JeVois  1.20
JeVois Smart Embedded Machine Vision Toolkit
Share this page:
Converting and running neural networks for JeVois-Pro NPU

JeVois-Pro includes a 5-TOPS neural processing unit (NPU) that is integrated into the Amlogic A311D processor. This neural accelerator has the fastest connection to the main memory (direct DMA access) and hence data transfers and network execution can be very fast. Also, it does not suffer from having limited on-chip memory like some of the other accelerators do, thus quite large networks can run on the NPU.

Note
JeVois-Pro only. This accelerator is not supported on JeVois-A33.

Supported neural network frameworks

  • Caffe
  • TensorFlow
  • TensorFlow-Lite
  • ONNX (and pyTorch via conversion to ONNX)
  • Darknet
  • Keras

The NPU can run models quantized to uint8, int8, or int16 weights. It does not support float weights and hence quantization and conversion are necessary. A limited number of operations and layer types is supported by the hardware, which further constrains what can run on it. But it is manyfold faster than a standard CPU.

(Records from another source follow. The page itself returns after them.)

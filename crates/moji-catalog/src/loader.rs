#![forbid(unsafe_code)]

//! JSON catalog ingestion.
//!
//! The source is a JSON array with one object per row:
//!
//! ```json
//! [{ "emoji": "😄", "description": "smile", "sequence_type": 0,
//!    "aliases": ["smile"], "tags": ["happy"] }]
//! ```
//!
//! `emoji`, `aliases` and `tags` are required; any missing or ill-typed
//! required field fails the whole load.

use std::fs::File;
use std::io::{BufReader, Read};
use std::path::Path;

use serde::Deserialize;

use crate::emoji::{Emoji, SequenceKind};
use crate::error::CatalogError;

/// Row prefixes dropped by the legacy filter.
///
/// These pre-composed rows start with a gender code point and a joiner; the
/// gender-first matcher composes them from their parts instead.
pub const LEGACY_PREFIXES: [&str; 3] = [
    "\u{1F468}\u{200D}",
    "\u{1F469}\u{200D}",
    "\u{1F9D1}\u{200D}",
];

/// Options applied while turning records into entries.
#[derive(Debug, Clone, Copy, PartialEq, Eq)]
pub struct LoadOptions {
    /// Drop rows starting with one of [`LEGACY_PREFIXES`]. Default: true.
    pub legacy_filter: bool,
}

impl Default for LoadOptions {
    fn default() -> Self {
        Self {
            legacy_filter: true,
        }
    }
}

impl LoadOptions {
    /// Keep every row.
    #[must_use]
    pub const fn unfiltered() -> Self {
        Self {
            legacy_filter: false,
        }
    }
}

#[derive(Debug, Deserialize)]
struct EmojiRecord {
    emoji: String,
    #[serde(rename = "emojiChar")]
    emoji_char: Option<String>,
    description: Option<String>,
    sequence_type: Option<i64>,
    supports_fitzpatrick: Option<bool>,
    aliases: Vec<String>,
    tags: Vec<String>,
}

/// Parse catalog rows from a JSON string.
///
/// # Errors
///
/// Returns [`CatalogError::Json`] for malformed data and the record-level
/// variants for rows with empty aliases or an unknown sequence type.
pub fn parse_emojis(json: &str, options: &LoadOptions) -> Result<Vec<Emoji>, CatalogError> {
    let records: Vec<EmojiRecord> = serde_json::from_str(json)?;
    into_emojis(records, options)
}

/// Parse catalog rows from any reader.
///
/// # Errors
///
/// I/O failures surface as [`CatalogError::Io`], everything else as in
/// [`parse_emojis`].
pub fn read_emojis<R: Read>(reader: R, options: &LoadOptions) -> Result<Vec<Emoji>, CatalogError> {
    let records: Vec<EmojiRecord> = serde_json::from_reader(reader).map_err(|err| {
        if err.is_io() {
            CatalogError::Io(err.into())
        } else {
            CatalogError::Json(err)
        }
    })?;
    into_emojis(records, options)
}

/// Load catalog rows from a JSON file.
///
/// # Errors
///
/// See [`read_emojis`].
pub fn load_emojis(path: impl AsRef<Path>, options: &LoadOptions) -> Result<Vec<Emoji>, CatalogError> {
    let file = File::open(path.as_ref())?;
    read_emojis(BufReader::new(file), options)
}

fn into_emojis(records: Vec<EmojiRecord>, options: &LoadOptions) -> Result<Vec<Emoji>, CatalogError> {
    let mut emojis = Vec::with_capacity(records.len());
    for (index, record) in records.into_iter().enumerate() {
        if record.aliases.is_empty() {
            return Err(CatalogError::EmptyAliases { index });
        }
        let kind = match record.sequence_type {
            None => SequenceKind::Plain,
            Some(value) => SequenceKind::from_code(value)
                .ok_or(CatalogError::UnknownSequenceType { index, value })?,
        };
        if options.legacy_filter && is_legacy(&record.emoji) {
            tracing::debug!(index, emoji = %record.emoji, "dropping legacy gender-prefixed row");
            continue;
        }

        let mut emoji = Emoji::new(record.emoji, kind, record.aliases, record.tags)
            .with_fitzpatrick(record.supports_fitzpatrick.unwrap_or(false));
        if let Some(description) = record.description {
            emoji = emoji.with_description(description);
        }
        if let Some(emoji_char) = record.emoji_char {
            emoji = emoji.with_emoji_char(emoji_char);
        }
        emojis.push(emoji);
    }
    Ok(emojis)
}

fn is_legacy(unicode: &str) -> bool {
    LEGACY_PREFIXES
        .iter()
        .any(|prefix| unicode.starts_with(prefix))
}
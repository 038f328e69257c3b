#![forbid(unsafe_code)]

//! Composed-sequence matching.
//!
//! A match starts with the longest catalog glyph at some offset (the base)
//! and is then extended according to the base's [`SequenceKind`]:
//!
//! - `BaseSkinGender`: `base [skin tone] [ZWJ ♂|♀]`
//! - `GenderSkinBase`: `base [skin tone] [ZWJ nested-base]`, where the
//!   gender is read from the base glyph itself and a nested base, when
//!   found, becomes the reported entry
//! - `Plain`: the base alone
//!
//! Any kind then absorbs one trailing U+FE0F presentation selector.
//!
//! All offsets are UTF-8 byte offsets on `char` boundaries.
//!
//! # Example
//! ```
//! use moji_catalog::{Fitzpatrick, bundled};
//! use moji_text::matcher::find_matches;
//!
//! let text = "hi \u{1F466}\u{1F3FF}!";
//! let found = find_matches(bundled(), text, 0);
//! assert_eq!(found.len(), 1);
//! assert_eq!(found[0].emoji().primary_alias(), "boy");
//! assert_eq!(found[0].fitzpatrick(), Some(Fitzpatrick::Type6));
//! assert_eq!(found[0].range(), 3..11);
//! ```

use std::fmt;
use std::iter::FusedIterator;
use std::ops::Range;

use moji_catalog::{
    Catalog, Emoji, Fitzpatrick, Gender, PRESENTATION_SELECTOR, SequenceKind, ZWJ,
};

/// One composed emoji found in a source buffer.
#[derive(Debug, Clone, Copy, PartialEq, Eq)]
pub struct EmojiMatch<'a> {
    emoji: &'a Emoji,
    fitzpatrick: Option<Fitzpatrick>,
    gender: Option<Gender>,
    source: &'a str,
    start: usize,
    base_end: usize,
    end: usize,
}

impl<'a> EmojiMatch<'a> {
    /// Resolved entry. For gender-first sequences with a joiner
    /// continuation this is the nested base, not the glyph at `start`.
    #[inline]
    #[must_use]
    pub fn emoji(&self) -> &'a Emoji {
        self.emoji
    }

    #[inline]
    #[must_use]
    pub fn fitzpatrick(&self) -> Option<Fitzpatrick> {
        self.fitzpatrick
    }

    #[inline]
    #[must_use]
    pub fn has_fitzpatrick(&self) -> bool {
        self.fitzpatrick.is_some()
    }

    /// `type_N` name of the skin tone, or `""`.
    #[must_use]
    pub fn fitzpatrick_type(&self) -> &'static str {
        self.fitzpatrick.map_or("", Fitzpatrick::type_name)
    }

    /// Raw skin-tone modifier, or `""`.
    #[must_use]
    pub fn fitzpatrick_unicode(&self) -> &'static str {
        self.fitzpatrick.map_or("", Fitzpatrick::unicode)
    }

    #[inline]
    #[must_use]
    pub fn gender(&self) -> Option<Gender> {
        self.gender
    }

    /// Buffer the match was found in.
    #[must_use]
    pub fn source(&self) -> &'a str {
        self.source
    }

    #[inline]
    #[must_use]
    pub fn start(&self) -> usize {
        self.start
    }

    /// Exclusive end of the whole composed sequence.
    #[inline]
    #[must_use]
    pub fn end(&self) -> usize {
        self.end
    }

    #[must_use]
    pub fn range(&self) -> Range<usize> {
        self.start..self.end
    }

    /// End of the base glyph matched at `start`, before any modifier.
    #[must_use]
    pub fn base_end(&self) -> usize {
        self.base_end
    }

    /// End of the skin-tone modifier; equals [`base_end`](Self::base_end)
    /// when there is none.
    #[must_use]
    pub fn fitzpatrick_end(&self) -> usize {
        if self.has_fitzpatrick() {
            self.base_end + Fitzpatrick::LEN_UTF8
        } else {
            self.base_end
        }
    }

    /// The matched text.
    #[inline]
    #[must_use]
    pub fn as_str(&self) -> &'a str {
        &self.source[self.start..self.end]
    }
}

impl fmt::Display for EmojiMatch<'_> {
    fn fmt(&self, f: &mut fmt::Formatter<'_>) -> fmt::Result {
        f.write_str(self.as_str())
    }
}

/// Compose the emoji starting exactly at byte offset `start`.
///
/// Returns `None` when no catalog glyph starts there.
#[must_use]
pub fn match_at<'a>(catalog: &'a Catalog, text: &'a str, start: usize) -> Option<EmojiMatch<'a>> {
    let base = catalog.best_match(text, start)?;
    let base_end = start + base.unicode().len();

    let mut emoji = base;
    let mut end = base_end;
    let mut fitzpatrick = None;
    let mut gender = None;

    match base.kind() {
        SequenceKind::Plain => {}
        SequenceKind::BaseSkinGender => {
            fitzpatrick = Fitzpatrick::find(text, end);
            if fitzpatrick.is_some() {
                end += Fitzpatrick::LEN_UTF8;
            }
            if let Some((suffix, after)) = gender_suffix(text, end) {
                gender = Some(suffix);
                end = after;
            }
        }
        SequenceKind::GenderSkinBase => {
            // Read from the glyph; the scan position does not move.
            gender = Gender::from_leading(base.unicode());
            fitzpatrick = Fitzpatrick::find(text, end);
            if fitzpatrick.is_some() {
                end += Fitzpatrick::LEN_UTF8;
            }
            // The nested base replaces the outer one as the reported entry.
            if let Some(nested) = joined_base(catalog, text, end) {
                end += ZWJ.len_utf8() + nested.unicode().len();
                emoji = nested;
            }
        }
    }

    if text
        .get(end..)
        .is_some_and(|rest| rest.starts_with(PRESENTATION_SELECTOR))
    {
        end += PRESENTATION_SELECTOR.len_utf8();
    }

    Some(EmojiMatch {
        emoji,
        fitzpatrick,
        gender,
        source: text,
        start,
        base_end,
        end,
    })
}

/// `ZWJ` followed by `♂`/`♀` at `pos`; returns the gender and the offset
/// past the glyph.
fn gender_suffix(text: &str, pos: usize) -> Option<(Gender, usize)> {
    let after_joiner = pos + joiner_len(text, pos)?;
    let gender = Gender::find_suffix(text, after_joiner)?;
    // Both suffix glyphs are three bytes, same as the joiner.
    Some((gender, after_joiner + ZWJ.len_utf8()))
}

/// `ZWJ` followed by any catalog glyph at `pos`.
fn joined_base<'a>(catalog: &'a Catalog, text: &str, pos: usize) -> Option<&'a Emoji> {
    let after_joiner = pos + joiner_len(text, pos)?;
    catalog.best_match(text, after_joiner)
}

#[inline]
fn joiner_len(text: &str, pos: usize) -> Option<usize> {
    text.get(pos..)?
        .starts_with(ZWJ)
        .then(|| ZWJ.len_utf8())
}

/// First match starting at or after byte offset `from`.
///
/// Advances one `char` at a time. Returns `None` when `from` is past the
/// end or not on a `char` boundary.
#[must_use]
pub fn next_match<'a>(catalog: &'a Catalog, text: &'a str, from: usize) -> Option<EmojiMatch<'a>> {
    text.get(from..)?
        .char_indices()
        .find_map(|(offset, _)| match_at(catalog, text, from + offset))
}

/// Lazy left-to-right enumeration of non-overlapping matches.
#[derive(Debug, Clone)]
pub struct EmojiMatches<'a> {
    catalog: &'a Catalog,
    text: &'a str,
    pos: usize,
}

impl<'a> Iterator for EmojiMatches<'a> {
    type Item = EmojiMatch<'a>;

    fn next(&mut self) -> Option<Self::Item> {
        let found = next_match(self.catalog, self.text, self.pos);
        match found {
            Some(m) => self.pos = m.end,
            None => self.pos = self.text.len() + 1,
        }
        found
    }
}

impl FusedIterator for EmojiMatches<'_> {}

/// Iterate every match in `text`, in document order.
#[must_use]
pub fn matches<'a>(catalog: &'a Catalog, text: &'a str) -> EmojiMatches<'a> {
    EmojiMatches {
        catalog,
        text,
        pos: 0,
    }
}

/// Collect matches in document order. A `limit` of zero means no limit.
#[must_use]
pub fn find_matches<'a>(catalog: &'a Catalog, text: &'a str, limit: usize) -> Vec<EmojiMatch<'a>> {
    let iter = matches(catalog, text);
    if limit > 0 {
        iter.take(limit).collect()
    } else {
        iter.collect()
    }
}

/// Like [`find_matches`], returning the matched source slices.
#[must_use]
pub fn find_match_strings<'a>(catalog: &'a Catalog, text: &'a str, limit: usize) -> Vec<&'a str> {
    find_matches(catalog, text, limit)
        .iter()
        .map(EmojiMatch::as_str)
        .collect()
}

For execution on NPU, your model will be quantized and then converted on a Linux desktop to a proprietary blob format that can then be transferred to JeVois-Pro microSD for execution.

Procedure

  • Read and understand the JeVois docs about Running neural networks on JeVois-A33 and JeVois-Pro
  • Make sure you understand the quantization concepts in Converting and Quantizing Deep Neural Networks for JeVois-Pro
  • Check out the NPU SDK docs. Of particular interest is the Model Transcoding and Running User Guide.
  • The NPU only supports a specific set of layer types. If you try to convert a network that contains unsupported layers, the conversion may sometimes seem to succeed but your converted network may fail to run. Check the Layer and Operation Support Guide before you attempt to convert a network.
  • You need to download and install the Amlogic NPU SDK to convert/quantize your model on a desktop computer running Linux Ubuntu 20.04.
  • Everything you need at runtime (NPU runtime libraries) is pre-installed on your JeVois-Pro microSD.
  • Obtain a model: train your own, or download a pretrained model.
  • Obtain some parameters about the model (e.g., pre-processing mean, stdev, scale, expected input image size, RGB or BGR, packed (NWHC) or planar (NCHW) pixels, etc).
  • Copy model to JeVois-Pro microSD card under JEVOIS[PRO]:/share/dnn/custom/
  • Create a JeVois model zoo entry for your model, where you specify the model parameters and the location where you copied your model files. Typically this is a YAML file under JEVOIS[PRO]:/share/dnn/custom/
  • Launch the JeVois DNN module. It will scan the custom directory for any valid YAML file, and make your model available as one available value for the pipe parameter of the DNN module's Pipeline component. Select that pipe to run your model.

Setting up the NPU SDK

Note
Everything below is to be run on a fast x86_64 desktop computer running Ubuntu 20.04 Linux, not on your JeVois-Pro camera. At the end, we will copy the converted model to microSD and then run inference on JeVois-Pro with that model.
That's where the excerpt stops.